Tu t’éloignes peu à peu, lent effondrement à peine perceptible. L’enfance n’attend pas, l’enfance est exigeante. Elle est sacrée à tes yeux. Quatre ans plus tard, court instant de répit, nouvel instant de grâce : c’est un garçon. Dans le petit salon tu disparais presque derrière le journal ouvert. Sur une couverture à tes pieds un nouveau né joufflu joue avec son hochet

Cela ne change pas le cours des choses. Les rancœurs cumulées, les disputes, rongent le couple de l’intérieur. Il est temps de se séparer. L’a tu vraiment voulu au fond ? Tu contemple l’acte de divorce. « Consentement mutuel » : il faut être deux pour consentir pourtant tu ne t’es jamais senti aussi seul. Tu fume la pipe le regard ailleurs assis à une terrasse. Personne ne t’aperçoit.

Le virage s’amorce, imperceptiblement. Moment comme volés avec tes enfants, tu joue avec presque plus de concentration qu’eux. Tu ne te ménage pas, cabanes, ballades interminables, pitreries dans les arbres, chansons, histoires murmurées. Ce père sans fierté et sans amour que tu a connu ce ne sera pas toi. Tu es là assis en tailleur un livre sur les genoux. Deux enfants aux cheveux d’encre semblent suspendus à tes lèvres.

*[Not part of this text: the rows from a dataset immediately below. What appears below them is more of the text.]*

#[async_trait::async_trait]
impl LockApi for PaperLockApi {
    async fn locks(
        &self,
        _cred: &Credential,
        filter: LockListFilter,
    ) -> Result<ApiResult<Vec<Lock>>> {
        let mut st = self.state()?;
        if let Some(status) =
            self.begin(&mut st, "locks", None, json!({ "filter": filter.as_str() }))?
        {
            return Ok(ApiResult::status_only(status));
        }
        let locks = st
            .locks
            .values()
            .filter(|l| !st.keyholder_locks.iter().any(|k| k.id == l.id))
            .filter(|l| match filter {
                LockListFilter::Active => l.archived_at.is_none(),
                LockListFilter::Archived => l.archived_at.is_some(),
                LockListFilter::All => true,
            })
            .cloned()
            .collect();
        Ok(ApiResult::ok(locks))
    }

    async fn search_keyholder_locks(
        &self,
        _cred: &Credential,
        req: &KeyholderSearchRequest,
    ) -> Result<ApiResult<KeyholderLocksPage>> {
        let mut st = self.state()?;
        if let Some(status) = self.begin(
            &mut st,
            "search_keyholder_locks",
            None,
            json!({ "page": req.page, "limit": req.limit }),
        )? {
            return Ok(ApiResult::status_only(status));
        }
        let matching: Vec<&Lock> = st
            .keyholder_locks
            .iter()
            .filter(|l| l.status == LockStatus::Locked)
            .collect();
        let limit = req.limit.max(1) as usize;
        let total = matching.len();
        let pages = total.div_ceil(limit);
        let locks = matching
            .into_iter()
            .skip(req.page as usize * limit)
            .take(limit)
            .cloned()
            .collect();
        Ok(ApiResult::ok(KeyholderLocksPage {
            locks,
            pages: pages as u32,
            total: total as u32,
        }))
    }

    async fn lock_history(
        &self,
        _cred: &Credential,
        lock_id: &str,
        req: &HistoryPageRequest,
    ) -> Result<ApiResult<HistoryPage>> {
        let mut st = self.state()?;
        if let Some(status) = self.begin(
            &mut st,
            "lock_history",
            Some(lock_id),
            json!({ "limit": req.limit, "last_id": req.last_id }),
        )? {
            return Ok(ApiResult::status_only(status));
        }
        let newest_first: Vec<&LogEntry> = st
            .history
            .get(lock_id)
            .map(|h| h.iter().rev().collect())
            .unwrap_or_default();

        let start = match &req.last_id {
            None => 0,
            Some(last) => match newest_first.iter().position(|e| &e.id == last) {
                Some(i) => i + 1,
                None => newest_first.len(),
            },
        };
        let limit = req.limit.max(1) as usize;
        let results: Vec<LogEntry> = newest_first
            .iter()
            .skip(start)
            .take(limit)
            .map(|e| (*e).clone())
            .collect();
        let has_more = start + results.len() < newest_first.len();
        Ok(ApiResult::ok(HistoryPage {
            count: results.len() as u32,
            results,
            has_more,
        }))
    }

    async fn archive_lock(&self, _cred: &Credential, lock_id: &str) -> Result<ApiResult<()>> {
        self.mutate("archive_lock", lock_id, json!({}), |l, now| {
            l.archived_at = Some(now)
        })
    }

    async fn archive_keyholder_lock(
        &self,
        _cred: &Credential,
        lock_id: &str,
    ) -> Result<ApiResult<()>> {
        self.mutate("archive_keyholder_lock", lock_id, json!({}), |l, now| {
            l.keyholder_archived_at = Some(now)
        })
    }

    async fn unlock_lock(&self, _cred: &Credential, lock_id: &str) -> Result<ApiResult<()>> {
        self.mutate("unlock_lock", lock_id, json!({}), |l, now| {
            l.status = LockStatus::Unlocked;
            l.unlocked_at = Some(now);
        })
    }

    async fn set_freeze(
        &self,
        _cred: &Credential,
        lock_id: &str,
        is_frozen: bool,
    ) -> Result<ApiResult<()>> {
        self.mutate(
            "set_freeze",
            lock_id,
            json!({ "is_frozen": is_frozen }),
            |l, now| {
                l.is_frozen = is_frozen;
                l.frozen_at = if is_frozen { Some(now) } else { None };
            },
        )
    }

    async fn trust_keyholder(&self, _cred: &Credential, lock_id: &str) -> Result<ApiResult<()>> {
        self.mutate("trust_keyholder", lock_id, json!({}), |l, _| {
            l.trusted = true
        })
    }

    async fn set_max_limit_date(
        &self,
        _cred: &Credential,
        lock_id: &str,
        max_limit_date: Option<DateTime<Utc>>,
        disable: bool,
    ) -> Result<ApiResult<()>> {
        self.mutate(
            "set_max_limit_date",
            lock_id,
            json!({ "max_limit_date": max_limit_date, "disable": disable }),
            |l, _| {
                l.max_limit_date = if disable { None } else { max_limit_date };
            },
        )
    }

    async fn update_time(
        &self,
        _cred: &Credential,
        lock_id: &str,
        duration_secs: i64,
    ) -> Result<ApiResult<()>> {
        self.mutate(
            "update_time",
            lock_id,
            json!({ "duration": duration_secs }),
            |l, _| {
                l.end_date = l.end_date.map(|d| d + Duration::seconds(duration_secs));
            },
        )
    }

    async fn update_settings(
        &self,
        _cred: &Credential,
        lock_id: &str,
        display_remaining_time: bool,
        hide_time_logs: bool,
    ) -> Result<ApiResult<()>> {
        self.mutate(
            "update_settings",
            lock_id,
            json!({
                "display_remaining_time": display_remaining_time,
                "hide_time_logs": hide_time_logs,
            }),
            |l, _| {
                l.display_remaining_time = display_remaining_time;
                l.hide_time_logs = hide_time_logs;
            },
        )
    }

    async fn update_extensions(
        &self,
        _cred: &Credential,
        lock_id: &str,
        req: &EditExtensionsRequest,
    ) -> Result<ApiResult<()>> {
        let slugs: Vec<&str> = req.extensions.iter().map(|e| e.slug.as_str()).collect();
        self.mutate(
            "update_extensions",
            lock_id,
            json!({ "slugs": slugs }),
            |l, _| {
                let next = req
                    .extensions
                    .iter()
                    .map(|dto| {
                        let existing = l.extensions.iter().find(|e| e.slug == dto.slug);
                        ExtensionParty {
                            id: existing
                                .map(|e| e.id.clone())
                                .unwrap_or_else(|| paper_extension_id(&dto.slug)),
                            slug: dto.slug.clone(),
                            display_name: existing
                                .map(|e| e.display_name.clone())
                                .unwrap_or_default(),
                            mode: dto.mode,
                            regularity: dto.regularity,
                            config: dto.config.clone(),
                            user_data: existing.map(|e| e.user_data.clone()).unwrap_or_default(),
                        }
                    })
                    .collect();
                l.extensions = next;
            },
        )
    }

    async fn update_tasks(
        &self,
        _cred: &Credential,
        lock_id: &str,
        extension_id: &str,
        tasks: &[TaskAction],
    ) -> Result<ApiResult<()>> {
        self.extension_action(
            "update_tasks",
            lock_id,
            extension_id,
            json!({ "tasks": tasks }),
        )
    }

    async fn resolve_task(
        &self,
        _cred: &Credential,
        lock_id: &str,
        extension_id: &str,
        is_completed: bool,
    ) -> Result<ApiResult<()>> {
        self.extension_action(
            "resolve_task",
            lock_id,
            extension_id,
            json!({ "is_completed": is_completed }),
        )
    }

    async fn assign_random_task(
        &self,
        _cred: &Credential,
        lock_id: &str,
        extension_id: &str,
    ) -> Result<ApiResult<()>> {
        self.extension_action("assign_random_task", lock_id, extension_id, json!({}))
    }

    async fn assign_vote_task(
        &self,
        _cred: &Credential,
        lock_id: &str,
        extension_id: &str,
        duration_secs: i64,
    ) -> Result<ApiResult<()>> {
        self.extension_action(
            "assign_vote_task",
            lock_id,
            extension_id,
            json!({ "duration": duration_secs }),
        )
    }

    async fn assign_task(
        &self,
        _cred: &Credential,
        lock_id: &str,
        extension_id: &str,
        task: &TaskAction,
    ) -> Result<ApiResult<()>> {
        self.extension_action(
            "assign_task",
            lock_id,
            extension_id,
            json!({ "task": task.task, "points": task.points }),
        )
    }

    async fn pillory(
        &self,
        _cred: &Credential,
        lock_id: &str,
        extension_id: &str,
        reason: &str,
        duration_secs: i64,
    ) -> Result<ApiResult<()>> {
        self.extension_action(
            "pillory",
            lock_id,
            extension_id,
            json!({ "reason": reason, "duration": duration_secs }),
        )
    }

    async fn set_temporary_combination(
        &self,
        _cred: &Credential,
        lock_id: &str,
        combination_id: &str,
    ) -> Result<ApiResult<()>> {
        self.mutate(
            "set_temporary_combination",
            lock_id,
            json!({ "combination_id": combination_id }),
            |_, _| {},
        )
    }

    async fn keyholder_temporary_unlock(
        &self,
        _cred: &Credential,
        lock_id: &str,
        extension_id: &str,
    ) -> Result<ApiResult<()>> {
        self.extension_action("keyholder_temporary_unlock", lock_id, extension_id, json!({}))
    }

    async fn wearer_temporary_unlock(
        &self,
        _cred: &Credential,
        lock_id: &str,
        extension_id: &str,
    ) -> Result<ApiResult<()>> {
        self.extension_action("wearer_temporary_unlock", lock_id, extension_id, json!({}))
    }

    async fn create_verification_request(
        &self,
        _cred: &Credential,
        lock_id: &str,
        extension_id: &str,
    ) -> Result<ApiResult<()>> {
        self.extension_action(
            "create_verification_request",
            lock_id,
            extension_id,
            json!({}),
        )
    }

    async fn upload_verification_picture(
        &self,
        _cred: &Credential,
        lock_id: &str,
        data: &[u8],
        content_type: Option<&str>,
    ) -> Result<ApiResult<()>> {
        self.mutate(
            "upload_verification_picture",
            lock_id,
            json!({ "bytes": data.len(), "content_type": content_type }),
            |_, _| {},
        )
    }

    async fn roll_dice(
        &self,
        _cred: &Credential,
        lock_id: &str,
        extension_id: &str,
    ) -> Result<ApiResult<DiceRollResult>> {
        self.extension_value("roll_dice", lock_id, extension_id, |_| DiceRollResult {
            admin_dice: 3,
            player_dice: 4,
        })
    }

    async fn submit_timer_guess(
        &self,
        _cred: &Credential,
        lock_id: &str,
        extension_id: &str,
    ) -> Result<ApiResult<GuessTimerResult>> {
        self.extension_value("submit_timer_guess", lock_id, extension_id, |_| {
            GuessTimerResult {
                can_be_unlocked: false,
            }
        })
    }

    async fn spin_wheel(
        &self,
        _cred: &Credential,
        lock_id: &str,
        extension_id: &str,
    ) -> Result<ApiResult<SpinWheelResult>> {
        let lock_key = lock_id.to_string();
        let ext_key = extension_id.to_string();
        self.extension_value("spin_wheel", lock_id, extension_id, move |st| {
            // first configured segment, or a plain text segment
            let segment = st
                .locks
                .get(&lock_key)
                .and_then(|l| l.extensions.iter().find(|e| e.id == ext_key))
                .and_then(|e| e.config_as::<WheelOfFortuneConfig>())
                .and_then(|c| c.segments.into_iter().next())
                .unwrap_or(WheelSegmentModel {
                    kind: WheelSegmentKind::Text,
                    text: "paper".to_string(),
                    duration: 0,
                });
            SpinWheelResult { segment }
        })
    }

    async fn share_link(
        &self,
        _cred: &Credential,
        lock_id: &str,
        extension_id: &str,
    ) -> Result<ApiResult<ShareLinkResult>> {
        let link = format!("https://paper.invalid/links/{lock_id}");
        self.extension_value("share_link", lock_id, extension_id, move |_| {
            ShareLinkResult { link }
        })
    }

    async fn pillory_vote_info(
        &self,
        _cred: &Credential,
        lock_id: &str,
        extension_id: &str,
    ) -> Result<ApiResult<Vec<PilloryVoteInfo>>> {
        self.extension_value("pillory_vote_info", lock_id, extension_id, |_| Vec::new())
    }

    async fn temporary_combination(
        &self,
        _cred: &Credential,
        lock_id: &str,
    ) -> Result<ApiResult<TemporaryCombination>> {
        let mut st = self.state()?;
        if let Some(status) = self.begin(&mut st, "temporary_combination", Some(lock_id), json!({}))? {
            return Ok(ApiResult::status_only(status));
        }
        if !st.locks.contains_key(lock_id) {
            return Ok(ApiResult::status_only(404));
        }
        Ok(ApiResult::ok(TemporaryCombination {
            id: format!("paper-combination-{lock_id}"),
            code: Some("0000".to_string()),
            image_full_url: None,
        }))
    }

    async fn verification_pictures(
        &self,
        _cred: &Credential,
        lock_id: &str,
    ) -> Result<ApiResult<Vec<VerificationPictureEntry>>> {
        let mut st = self.state()?;
        if let Some(status) = self.begin(&mut st, "verification_pictures", Some(lock_id), json!({}))? {
            return Ok(ApiResult::status_only(status));
        }
        Ok(ApiResult::ok(Vec::new()))
    }
}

Le reste du temps c’est la solitude. Les amis de passage ne suffisent pas à recoller les morceaux de ton imaginaire. Tu choisit un beau jour d’été, ton esprit est limpide, tu ne t’es pas senti autant en accord avec toi même depuis longtemps. Aujourd’hui c’est la fin de tout ça. Tu es enfin maitre de ton destin, fort de ta décision. Tes gestes sont un peu tremblants, puis c’est l’immobilité, infinie, certaine,rassurante.

Les pages qui suivent s’écriront sans toi. Vides

A propos de Géraldine Queyrel

Vend des rêves dans la vie réelle Rêve de fiction le reste du temps. Son blog : antepenultiemefr.

10 commentaires à propos de “#P8 Photographies”

  1. hou la, c’est le thème de la proposition #9 qui se profile… mais ce sera l’occasion de prolonger et développer, ou parler des mêmes images à partir autre dispositif narratif ça peut être intéressant aussi…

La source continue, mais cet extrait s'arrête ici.